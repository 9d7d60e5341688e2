//! Markdown to classed HTML.

use std::fmt::Write;

use html_escape::{encode_double_quoted_attribute, encode_text};
use pulldown_cmark::{Alignment, CodeBlockKind, Event, HeadingLevel, Options, Parser, Tag, TagEnd};

use crate::classes::{ClassTable, Element};

struct CodeBlockState {
    lang: Option<String>,
    content: String,
}

struct ImageState {
    src: String,
    title: String,
    alt: String,
}

#[derive(Default)]
struct TableState {
    alignments: Vec<Alignment>,
    in_head: bool,
    cell: usize,
}

impl TableState {
    fn align_attr(&self) -> &'static str {
        match self.alignments.get(self.cell) {
            Some(Alignment::Left) => r#" align="left""#,
            Some(Alignment::Center) => r#" align="center""#,
            Some(Alignment::Right) => r#" align="right""#,
            Some(Alignment::None) | None => "",
        }
    }
}

/// Markdown renderer that writes classes at tag-emission time.
///
/// Classes come from a [`ClassTable`] and are attached to opening tags as
/// they are generated, so text and attribute values are never rewritten
/// after the fact. Raw HTML in the source is passed through untouched;
/// run the result through [`sanitize`](crate::sanitize) before publishing.
///
/// Tables and strikethrough are enabled.
///
/// # Example
///
/// ```
/// use folio_renderer::{ClassTable, MarkdownRenderer};
///
/// let html = MarkdownRenderer::new(ClassTable::medium()).render("Hello *there*");
/// assert_eq!(
///     html,
///     "<p class=\"graf graf--p\">Hello <em class=\"markup--em markup--p-em\">there</em></p>\n"
/// );
/// ```
pub struct MarkdownRenderer {
    classes: ClassTable,
    output: String,
    code: Option<CodeBlockState>,
    image: Option<ImageState>,
    table: TableState,
}

impl MarkdownRenderer {
    #[must_use]
    pub fn new(classes: ClassTable) -> Self {
        Self {
            classes,
            output: String::new(),
            code: None,
            image: None,
            table: TableState::default(),
        }
    }

    /// Parser options used by [`render`](Self::render).
    #[must_use]
    pub fn parser_options() -> Options {
        Options::ENABLE_TABLES | Options::ENABLE_STRIKETHROUGH
    }

    /// Render markdown text to an HTML fragment.
    pub fn render(&mut self, markdown: &str) -> String {
        self.output = String::with_capacity(markdown.len() * 3 / 2);
        for event in Parser::new_ext(markdown, Self::parser_options()) {
            self.process_event(event);
        }
        self.code = None;
        self.image = None;
        self.table = TableState::default();
        std::mem::take(&mut self.output)
    }

    fn class_attr(&self, element: Element) -> String {
        self.classes
            .get(element)
            .map(|class| format!(r#" class="{}""#, encode_double_quoted_attribute(class)))
            .unwrap_or_default()
    }

    fn open(&mut self, tag: &str, element: Element) {
        let class = self.class_attr(element);
        write!(self.output, "<{tag}{class}>").unwrap();
    }

    /// Push inline markup unless collecting image alt text.
    fn push_inline(&mut self, html: &str) {
        if self.image.is_none() {
            self.output.push_str(html);
        }
    }

    fn process_event(&mut self, event: Event<'_>) {
        match event {
            Event::Start(tag) => self.start_tag(tag),
            Event::End(tag) => self.end_tag(tag),
            Event::Text(text) => self.text(&text),
            Event::Code(code) => self.inline_code(&code),
            Event::Html(html) | Event::InlineHtml(html) => self.push_inline(&html),
            Event::SoftBreak => self.soft_break(),
            Event::HardBreak => self.push_inline("<br>\n"),
            Event::Rule => self.output.push_str("<hr>\n"),
            Event::TaskListMarker(_)
            | Event::FootnoteReference(_)
            | Event::InlineMath(_)
            | Event::DisplayMath(_) => {
                // Not enabled
            }
        }
    }

    fn start_tag(&mut self, tag: Tag<'_>) {
        match tag {
            Tag::Paragraph => self.open("p", Element::Paragraph),
            Tag::Heading { level, .. } => {
                let n = heading_level_to_num(level);
                self.open(&format!("h{n}"), Element::heading(n));
            }
            Tag::BlockQuote(_) => {
                self.open("blockquote", Element::Blockquote);
                self.output.push('\n');
            }
            Tag::CodeBlock(kind) => {
                let lang = match kind {
                    CodeBlockKind::Fenced(info) => info.split_whitespace().next().map(str::to_owned),
                    CodeBlockKind::Indented => None,
                };
                self.code = Some(CodeBlockState {
                    lang,
                    content: String::new(),
                });
            }
            Tag::List(Some(start)) => {
                let class = self.class_attr(Element::OrderedList);
                if start == 1 {
                    writeln!(self.output, "<ol{class}>").unwrap();
                } else {
                    writeln!(self.output, "<ol{class} start=\"{start}\">").unwrap();
                }
            }
            Tag::List(None) => {
                self.open("ul", Element::UnorderedList);
                self.output.push('\n');
            }
            Tag::Item => self.open("li", Element::ListItem),
            Tag::Table(alignments) => {
                self.table = TableState {
                    alignments,
                    ..TableState::default()
                };
                self.output.push_str("<table>");
            }
            Tag::TableHead => {
                self.table.in_head = true;
                self.table.cell = 0;
                self.output.push_str("<thead><tr>");
            }
            Tag::TableRow => {
                self.table.cell = 0;
                self.output.push_str("<tr>");
            }
            Tag::TableCell => {
                let cell = if self.table.in_head { "th" } else { "td" };
                let align = self.table.align_attr();
                write!(self.output, "<{cell}{align}>").unwrap();
            }
            Tag::Emphasis => {
                let html = format!("<em{}>", self.class_attr(Element::Emphasis));
                self.push_inline(&html);
            }
            Tag::Strong => {
                let html = format!("<strong{}>", self.class_attr(Element::Strong));
                self.push_inline(&html);
            }
            Tag::Strikethrough => self.push_inline("<del>"),
            Tag::Superscript => self.push_inline("<sup>"),
            Tag::Subscript => self.push_inline("<sub>"),
            Tag::Link {
                dest_url, title, ..
            } => {
                let title_attr = if title.is_empty() {
                    String::new()
                } else {
                    format!(r#" title="{}""#, encode_double_quoted_attribute(&title))
                };
                let html = format!(
                    r#"<a{} href="{}"{title_attr}>"#,
                    self.class_attr(Element::Anchor),
                    encode_double_quoted_attribute(&dest_url)
                );
                self.push_inline(&html);
            }
            Tag::Image {
                dest_url, title, ..
            } => {
                if self.image.is_none() {
                    self.image = Some(ImageState {
                        src: dest_url.into_string(),
                        title: title.into_string(),
                        alt: String::new(),
                    });
                }
            }
            Tag::DefinitionList => self.output.push_str("<dl>"),
            Tag::DefinitionListTitle => self.output.push_str("<dt>"),
            Tag::DefinitionListDefinition => self.output.push_str("<dd>"),
            Tag::FootnoteDefinition(_) | Tag::HtmlBlock | Tag::MetadataBlock(_) => {}
        }
    }

    fn end_tag(&mut self, tag: TagEnd) {
        match tag {
            TagEnd::Paragraph => self.output.push_str("</p>\n"),
            TagEnd::Heading(level) => {
                writeln!(self.output, "</h{}>", heading_level_to_num(level)).unwrap();
            }
            TagEnd::BlockQuote(_) => self.output.push_str("</blockquote>\n"),
            TagEnd::CodeBlock => self.code_block(),
            TagEnd::List(true) => self.output.push_str("</ol>\n"),
            TagEnd::List(false) => self.output.push_str("</ul>\n"),
            TagEnd::Item => self.output.push_str("</li>\n"),
            TagEnd::Table => self.output.push_str("</tbody></table>\n"),
            TagEnd::TableHead => {
                self.table.in_head = false;
                self.output.push_str("</tr></thead><tbody>");
            }
            TagEnd::TableRow => self.output.push_str("</tr>"),
            TagEnd::TableCell => {
                self.output
                    .push_str(if self.table.in_head { "</th>" } else { "</td>" });
                self.table.cell += 1;
            }
            TagEnd::Emphasis => self.push_inline("</em>"),
            TagEnd::Strong => self.push_inline("</strong>"),
            TagEnd::Strikethrough => self.push_inline("</del>"),
            TagEnd::Superscript => self.push_inline("</sup>"),
            TagEnd::Subscript => self.push_inline("</sub>"),
            TagEnd::Link => self.push_inline("</a>"),
            TagEnd::Image => self.image(),
            TagEnd::DefinitionList => self.output.push_str("</dl>\n"),
            TagEnd::DefinitionListTitle => self.output.push_str("</dt>"),
            TagEnd::DefinitionListDefinition => self.output.push_str("</dd>"),
            TagEnd::FootnoteDefinition | TagEnd::HtmlBlock | TagEnd::MetadataBlock(_) => {}
        }
    }

    fn text(&mut self, text: &str) {
        if let Some(code) = &mut self.code {
            code.content.push_str(text);
        } else if let Some(image) = &mut self.image {
            image.alt.push_str(text);
        } else {
            self.output.push_str(&encode_text(text));
        }
    }

    fn inline_code(&mut self, code: &str) {
        if let Some(image) = &mut self.image {
            image.alt.push_str(code);
            return;
        }
        let class = self.class_attr(Element::Code);
        write!(self.output, "<code{class}>{}</code>", encode_text(code)).unwrap();
    }

    fn soft_break(&mut self) {
        if let Some(image) = &mut self.image {
            image.alt.push(' ');
        } else {
            self.output.push('\n');
        }
    }

    fn code_block(&mut self) {
        let Some(CodeBlockState { lang, content }) = self.code.take() else {
            return;
        };
        let pre_class = self.class_attr(Element::Pre);
        let code_class = match (self.classes.get(Element::Code), lang.as_deref()) {
            (Some(class), Some(lang)) => format!("{class} language-{lang}"),
            (Some(class), None) => class.to_owned(),
            (None, Some(lang)) => format!("language-{lang}"),
            (None, None) => String::new(),
        };
        let code_attr = if code_class.is_empty() {
            String::new()
        } else {
            format!(r#" class="{}""#, encode_double_quoted_attribute(&code_class))
        };
        writeln!(
            self.output,
            "<pre{pre_class}><code{code_attr}>{}</code></pre>",
            encode_text(&content)
        )
        .unwrap();
    }

    fn image(&mut self) {
        let Some(ImageState { src, title, alt }) = self.image.take() else {
            return;
        };
        let class = self.class_attr(Element::Image);
        let title_attr = if title.is_empty() {
            String::new()
        } else {
            format!(r#" title="{}""#, encode_double_quoted_attribute(&title))
        };
        write!(
            self.output,
            r#"<img{class} src="{}" alt="{}"{title_attr}>"#,
            encode_double_quoted_attribute(&src),
            encode_double_quoted_attribute(&alt)
        )
        .unwrap();
    }
}

/// Convert heading level enum to number (1-6).
fn heading_level_to_num(level: HeadingLevel) -> u8 {
    match level {
        HeadingLevel::H1 => 1,
        HeadingLevel::H2 => 2,
        HeadingLevel::H3 => 3,
        HeadingLevel::H4 => 4,
        HeadingLevel::H5 => 5,
        HeadingLevel::H6 => 6,
    }
}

------------------------

== Goal of the exercise ==
Each line above that has the word "Superscript" must be copied.

== Answer area ==
            Tag::Superscript => self.push_inline("<sup>"),
            TagEnd::Superscript => self.push_inline("</sup>"),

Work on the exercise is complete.